Fig 3. Envelopes of virulence trajectories (population mean log₁₀ SPVL) under all models.

Panels are arranged in order of complexity of contact structure, from “random” (least complex) to “hetero” (most complex). All models were run until t = 4000 years using parameters from 1000 Latin hypercube samples to illustrate the range of possible dynamics. Envelopes contain the middle 95% of trajectories (i.e. we select all points between the 0.025 and 0.975 quantiles for each model at each year), while center lines show mean trajectories. Truncated series (up to year 800) are shown here.

Fig 4. Univariate distributions of summary statistics.

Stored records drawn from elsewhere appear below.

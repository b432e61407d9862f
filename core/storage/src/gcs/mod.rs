//! Google Cloud Storage backend.
//!
//! Talks to the Cloud Storage JSON API directly over HTTP:
//! - Service account authentication with automatic token refresh
//! - Object CRUD, listing and bucket website configuration
//! - V2 and V4 signed URLs built locally from the service account key
//! - Host-derived bucket naming

pub mod auth;
pub mod client;
pub mod provider;
pub mod signer;

pub use auth::{AccessToken, GcsCredentials, ServiceAccountKey, TokenManager};
pub use client::GcsClient;
pub use provider::{GcsDriver, GcsProvider};
pub use signer::UrlSigner;

/// User agent sent with every API request.
pub(crate) const USER_AGENT: &str = "NimbusStorage/0.1";
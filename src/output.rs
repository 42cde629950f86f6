//! Output finalization: merging each writer's buffer and committing it to
//! its destination, plus utility-file path resolution.

use std::fs;
use std::path::Path;

use crate::config::{ScriptConfig, Utils};
use crate::constants::{COMMON_BASENAME, COMMON_EXTENSION, COMMON_STEM};
use crate::error::Result;
use crate::fragments::shebang_line;
use crate::writer::{Destination, ScriptWriter};

/// Determines a suitable destination for the utility functions. Only
/// meaningful when utilities are externalized.
///
/// When the script template goes to standard output there is no use
/// fiddling with files for the utility functions anyway; they stay on
/// standard output and are printed as a separate blurb after the script.
/// Otherwise the candidate is the common basename in the script's
/// directory, used unconditionally when overwriting was requested, and
/// probed for `-2`, `-3`, ... suffixed alternatives on collision when not.
pub fn resolve_utils_destination(utils: Utils, main_destination: &Destination) -> Destination {
    let path = match main_destination.path() {
        None => return Destination::Stdout,
        Some(path) => path,
    };

    let dir = path.parent().unwrap_or_else(|| Path::new(""));
    let candidate = dir.join(COMMON_BASENAME);
    if utils == Utils::Overwrite || !candidate.exists() {
        return Destination::File(candidate);
    }

    // Look for an alternate name for the file.
    let mut n = 2;
    loop {
        let alternate = dir.join(format!("{}-{}{}", COMMON_STEM, n, COMMON_EXTENSION));
        if !alternate.exists() {
            return Destination::File(alternate);
        }
        n += 1;
    }
}

/// Generates the final output file, or files if the utilities are
/// separate.
///
/// The utility artifact is only emitted if utilities were externalized
/// and something of interest accumulated in the buffer; the shebang goes
/// in at the last moment, otherwise it would make every buffer look
/// non-empty.
pub fn finalize(
    config: &ScriptConfig,
    main: ScriptWriter,
    utils: Option<ScriptWriter>,
) -> Result<()> {
    write_artifact(&main, "script template", true)?;

    if config.utils != Utils::Embedded {
        if let Some(mut utils) = utils {
            if !utils.is_empty() {
                utils.prepend(&[shebang_line(config), ""]);
                utils.trim_trailing_blanks();
                write_artifact(&utils, "utils", false)?;
            }
        }
    }
    Ok(())
}

/// Commits one writer's merged content to its destination: an overwriting
/// file write with a trailing newline, or a banner-framed print to the
/// terminal.
fn write_artifact(writer: &ScriptWriter, label: &str, executable: bool) -> Result<()> {
    let text = writer.render();
    match writer.destination() {
        Destination::File(path) => {
            log::info!("Printing {} to \"{}\"...", label, path.display());
            fs::write(path, format!("{}\n", text))?;

            if executable {
                // Ensure the user can execute the script.
                if let Err(err) = make_executable(path) {
                    log::warn!(
                        "Failed to ensure \"{}\" is executable: {}",
                        path.display(),
                        err,
                    );
                }
            }
            log::info!("Done.");
        }
        Destination::Stdout => {
            let banner = label.to_uppercase();
            println!();
            println!("==== [ ↓ {} START ↓ ] ====", banner);
            println!("{}", text);
            println!("==== [ ↑  {} END  ↑ ] ====", banner);
        }
    }
    Ok(())
}

#[cfg(unix)]
fn make_executable(path: &Path) -> std::io::Result<()> {
    use std::os::unix::fs::PermissionsExt;

    let mut permissions = fs::metadata(path)?.permissions();
    permissions.set_mode(permissions.mode() | 0o100);
    fs::set_permissions(path, permissions)
}

#[cfg(not(unix))]
fn make_executable(_path: &Path) -> std::io::Result<()> {
    Ok(())
}
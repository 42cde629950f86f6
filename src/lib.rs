//! bashplate generates commented Bash script skeletons from a small
//! feature configuration gathered interactively, loaded from a serialized
//! snapshot, or both (a loaded base seeding the question defaults).

/// Command-line interface module for the bashplate application
pub mod cli;

/// The feature configuration model and its JSON persistence
pub mod config;

/// Common constants used across modules
pub mod constants;

/// Error types and handling for the bashplate application
pub mod error;

/// The ordered fragment generators producing the script text
pub mod fragments;

/// Logger configuration
pub mod logger;

/// Artifact finalization and utility-file path resolution
pub mod output;

/// User input and interaction handling
pub mod prompt;

/// The level-gated question flow filling in the configuration
pub mod questions;

/// The indentation-tracking output writer behind each artifact
pub mod writer;
//! The ordered pipeline of fragment generators producing the script text.
//!
//! Each generator reads the frozen [`ScriptConfig`] and conditionally
//! registers lines on one of the two writers. The order in
//! [`Composer::compose`] is a contract, not a suggestion: later fragments
//! call functions emitted by earlier ones (the logging helpers must exist
//! before anything logs through them, the sourcing line must follow the
//! helpers it replaces), so generators cannot be reordered safely.

use crate::config::{ErrTrap, ExitTrap, ScriptConfig, Usage, Utils};
use crate::constants::COMMON_BASENAME;
use crate::writer::ScriptWriter;

/// The shebang matching the configured interpreter invocation style.
/// Also used by the finalizer when prepending a header to the utility file.
pub fn shebang_line(config: &ScriptConfig) -> &'static str {
    if config.use_env {
        "#! /usr/bin/env bash"
    } else {
        "#! /bin/bash"
    }
}

/// Request-scoped composition context: the frozen configuration plus the
/// two writers it drives. Shared helper fragments go to the utility writer
/// when one exists, and are embedded in the main script otherwise; a
/// fragment never splits itself across the two.
pub struct Composer<'a> {
    config: &'a ScriptConfig,
    main: ScriptWriter,
    utils: Option<ScriptWriter>,
}
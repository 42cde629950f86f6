pub fn init_logger() {
    env_logger::Builder::from_env(env_logger::Env::default().default_filter_or("info"))
        .format_timestamp(None)
        .init();
}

Models arranged in order of complexity, as in Fig 3. For every simulation, three summary statistics are shown: peak time, maximum mean log₁₀ SPVL, and equilibrium mean log₁₀ SPVL. Peak time is the time at which the SPVL reaches its maximum for each simulation run (maximum mean log₁₀ SPVL). Equilibrium mean log₁₀ SPVL is taken by taking the mean log₁₀ SPVL value at t = 4000. Because the distribution of equilibrium mean log₁₀ SPVL (lower left panel) for the random-mixing model is very narrow, it has been replaced by a point in order to preserve the vertical axis scaling.

Fig 5. Pairs plot: bivariate relationships among summary statistics for each model structure.

The three summary statistics for each simulation are plotted against each other in order to visualize the relationship among the summary statistics and to help compare models. Surprisingly, the implicit model, an approximation for instantaneous partnership formation model (instswitch), shows an almost identical trend with a model that has pair formation dynamics (pairform). The dashed line in the equilibrium vs. peak virulence plot (lower left) shows the 1:1 line, where equilibrium and peak virulence are equal. To avoid too much overplotting, only 10% of the parameter sets (randomly sampled) are shown here.

Fig 6. Sensitivity plot.

Distribution (points) and trend (smooth line) of summary statistics (y-axis, rows) as a function of parameter values (x-axis, columns), some of which have been scaled to calibrate the initial epidemic growth rate. Changing parameters may have differing effects for models with different contact structures: for example, partnership dissolution rate (c, third column) increases peak time and virulence in models without explicit pair formation but decreases them in more realistic models.